In a randomized parallel design, 148 male and female subjects (age 44
years; body mass index (BMI) 29.5 kg/m2; body fat 37 %) followed a very
low-energy diet (~500 kcal per day) during 4 weeks. For the next three
months of weight-maintenance assessment, they were stratified according
to age, BMI, body weight, restrained eating, and resting energy expenditure
(REE), and randomized over two groups. Only one group received 48.2
g/day additional protein to their diet. Measurements at baseline, after
weight loss, and after 3 months weight maintenance were body weight,
body composition, metabolic measurements, appetite profile, eating attitude,
and relevant blood parameters. They found that a 20% higher protein
intake, that is, 18% of energy versus 15% of energy during weight maintenance
after weight loss, resulted in a 50% lower body weight regain, only
consisting of fat-free mass. This was related to increased satiety and
decreased energy efficiency.2
Another similar study used a randomized parallel study design that consisted
of 113 overweight subjects (BMI 29 kg/m2; age 45 years) followed a very-low-energy
diet for 4 weeks, after which there was a 6-month period of weight maintenance.
During the weight maintenance period, subjects were randomly assigned
into either a protein group or a control group. The protein group received
30 g/d protein in addition to their own usual diet. The investigators
found that during weight maintenance, the protein group showed a higher
protein intake (18 % v. 15 % of calories), a lower weight regain, and
a decreased waist circumference compared with the control group. Weight
regain in the protein group consisted of only fat-free mass, whereas
the control group gained fat mass as well. Satiety in the fasted state
before breakfast increased significantly more in the protein group than
in the control group.1
In summary, it is evident that the mere addition of protein (~30-50
grams per day) may be an effective strategy in limiting weight regain.
Furthermore, any weight gain that may ensue is primarily fat-free mass.
The mechanism for this may include improved satiety, enhanced thermogenesis,
and greater energy inefficiency; furthermore, there are no deleterious
effects of the additional protein.4
References
1. Lejeune MP, Kovacs EM, Westerterp-Plantenga MS. Additional protein
intake limits weight regain after weight loss in humans.

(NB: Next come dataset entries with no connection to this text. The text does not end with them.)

//! Streaming parsers and the top-level dispatch.

pub mod assertion;
pub mod metadata;
pub mod request;
pub mod response;
pub mod saml11;
pub(crate) mod util;

use fedlink_core::{ParsingError, ParsingResult};
use fedlink_xml::{XmlCursor, XmlToken};
use tracing::debug;

use crate::types::constants::{
    PROTOCOL_NS, SAML11_ASSERTION_NS, SAML11_PROTOCOL_NS, XACML_AUTHZ_DECISION_QUERY_TYPE,
};
use crate::types::SamlObject;

/// Entry point for all top-level SAML documents.
///
/// The dispatch rules are ordered: namespace-qualified matches take
/// priority over the local-name-only fallbacks so SAML 1.1 and SAML 2.0
/// elements that share a local name never collide. The `Assertion` match
/// is case-insensitive while `EncryptedAssertion` is exact; this
/// asymmetry is load-bearing for interoperability and must not be
/// normalized.
pub struct SamlParser;

impl SamlParser {
    /// Parses an in-memory document.
    pub fn parse_str(input: &str) -> ParsingResult<SamlObject> {
        let mut cursor = XmlCursor::new(input);
        Self::parse(&mut cursor)
    }

    /// Parses the next top-level SAML element from the cursor.
    pub fn parse(cursor: &mut XmlCursor<'_>) -> ParsingResult<SamlObject> {
        loop {
            let tag = match cursor.peek()? {
                XmlToken::Start(tag) => tag.clone(),
                XmlToken::Eof => return Err(ParsingError::FailedParsing),
                // Stray character data or a dangling end tag between
                // documents is consumed and ignored.
                _ => {
                    cursor.next_token()?;
                    continue;
                }
            };

            let ns = tag.name.namespace_uri.as_str();
            let local = tag.name.local_name.as_str();
            debug!(namespace = ns, element = local, "dispatching top-level element");

            if local.eq_ignore_ascii_case("Assertion") || local == "EncryptedAssertion" {
                if ns == SAML11_ASSERTION_NS {
                    return Ok(SamlObject::Saml11Assertion(saml11::parse_assertion(cursor)?));
                }
                if local == "EncryptedAssertion" {
                    return Ok(SamlObject::EncryptedAssertion(cursor.dom_element()?));
                }
                return Ok(SamlObject::Assertion(assertion::parse_assertion(cursor)?));
            }
            if ns == PROTOCOL_NS && local == "AuthnRequest" {
                return Ok(SamlObject::AuthnRequest(request::parse_authn_request(cursor)?));
            }
            if ns == PROTOCOL_NS && local == "LogoutRequest" {
                return Ok(SamlObject::LogoutRequest(request::parse_logout_request(cursor)?));
            }
            if ns == PROTOCOL_NS && local == "LogoutResponse" {
                return Ok(SamlObject::LogoutResponse(response::parse_logout_response(
                    cursor,
                )?));
            }
            if ns == PROTOCOL_NS && local == "Response" {
                return Ok(SamlObject::Response(response::parse_response(cursor)?));
            }
            if ns == PROTOCOL_NS && local == "RequestAbstract" {
                let xsi_type = tag
                    .xsi_type()
                    .map(str::to_string)
                    .ok_or_else(|| ParsingError::UnknownXsiType(String::new()))?;
                if xsi_type.contains(XACML_AUTHZ_DECISION_QUERY_TYPE) {
                    return Ok(SamlObject::XacmlAuthzQuery(request::parse_xacml_query(cursor)?));
                }
                return Err(ParsingError::UnknownXsiType(xsi_type));
            }
            if ns == PROTOCOL_NS && local == "ArtifactResolve" {
                return Ok(SamlObject::ArtifactResolve(request::parse_artifact_resolve(
                    cursor,
                )?));
            }
            if ns == PROTOCOL_NS && local == "ArtifactResponse" {
                return Ok(SamlObject::ArtifactResponse(response::parse_artifact_response(
                    cursor,
                )?));
            }
            if ns == PROTOCOL_NS && local == "AttributeQuery" {
                return Ok(SamlObject::AttributeQuery(request::parse_attribute_query(
                    cursor,
                )?));
            }
            if local == "XACMLAuthzDecisionQuery" {
                return Ok(SamlObject::XacmlAuthzQuery(request::parse_xacml_query(cursor)?));
            }
            if local == "EntityDescriptor" {
                return Ok(SamlObject::EntityDescriptor(metadata::parse_entity_descriptor(
                    cursor,
                )?));
            }
            if local == "EntitiesDescriptor" {
                return Ok(SamlObject::EntitiesDescriptor(
                    metadata::parse_entities_descriptor(cursor)?,
                ));
            }
            if ns == SAML11_PROTOCOL_NS && local == "Response" {
                return Ok(SamlObject::Saml11Response(saml11::parse_response(cursor)?));
            }
            if ns == SAML11_PROTOCOL_NS && local == "Request" {
                return Ok(SamlObject::Saml11Request(saml11::parse_request(cursor)?));
            }

            return Err(util::unknown_element(&tag));
        }
    }
}

#[cfg(test)]
mod tests {
    use super::*;

    #[test]
    fn unknown_top_level_fails() {
        let err = SamlParser::parse_str(r#"<Bogus xmlns="urn:example"/>"#).unwrap_err();
        assert!(matches!(err, ParsingError::UnknownStartElement { .. }));
    }

    #[test]
    fn empty_stream_is_failed_parsing() {
        let err = SamlParser::parse_str("").unwrap_err();
        assert!(matches!(err, ParsingError::FailedParsing));
    }

    #[test]
    fn assertion_local_name_is_case_insensitive() {
        // Wrong case still routes to the assertion parser, which then
        // rejects the tag name itself; the point is that dispatch does
        // not fall through to the unknown-element failure.
        let doc = r#"<saml:ASSERTION xmlns:saml="urn:oasis:names:tc:SAML:2.0:assertion"
            ID="ID_1" Version="2.0" IssueInstant="2024-01-01T00:00:00Z">
            <saml:Issuer>http://idp</saml:Issuer>
        </saml:ASSERTION>"#;
        let err = SamlParser::parse_str(doc).unwrap_err();
        assert!(matches!(err, ParsingError::ExpectedTag { .. }));
    }

    #[test]
    fn request_abstract_requires_known_xsi_type() {
        let doc = r#"<samlp:RequestAbstract
            xmlns:samlp="urn:oasis:names:tc:SAML:2.0:protocol"
            xmlns:xsi="http://www.w3.org/2001/XMLSchema-instance"
            xsi:type="xacml-samlp:SomeOtherType" ID="ID_1" Version="2.0"
            IssueInstant="2024-01-01T00:00:00Z"/>"#;
        let err = SamlParser::parse_str(doc).unwrap_err();
        assert!(matches!(err, ParsingError::UnknownXsiType(_)));
    }
}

Br J Nutr.
Feb 2005;93(2):281-289.
2. Westerterp-Plantenga MS, Lejeune MP, Nijs I, van Ooijen M, Kovacs
EM. High protein intake sustains weight maintenance after body weight
loss in humans. Int J Obes Relat Metab Disord. Jan 2004;28(1):57-64.
3. Brinkworth GD, Noakes M, Parker B, Foster P, Clifton PM. Long-term
effects of advice to consume a high-protein, low-fat diet, rather than
a conventional weight-loss diet, in obese adults with type 2 diabetes:
one-year follow-up of a randomised trial. Diabetologia. Oct 2004;47(10):1677-1686.
4. Westerterp-Plantenga MS. The significance of protein in food intake
and body weight regulation. Curr Opin Clin Nutr Metab Care. Nov 2003;6(6):635-638.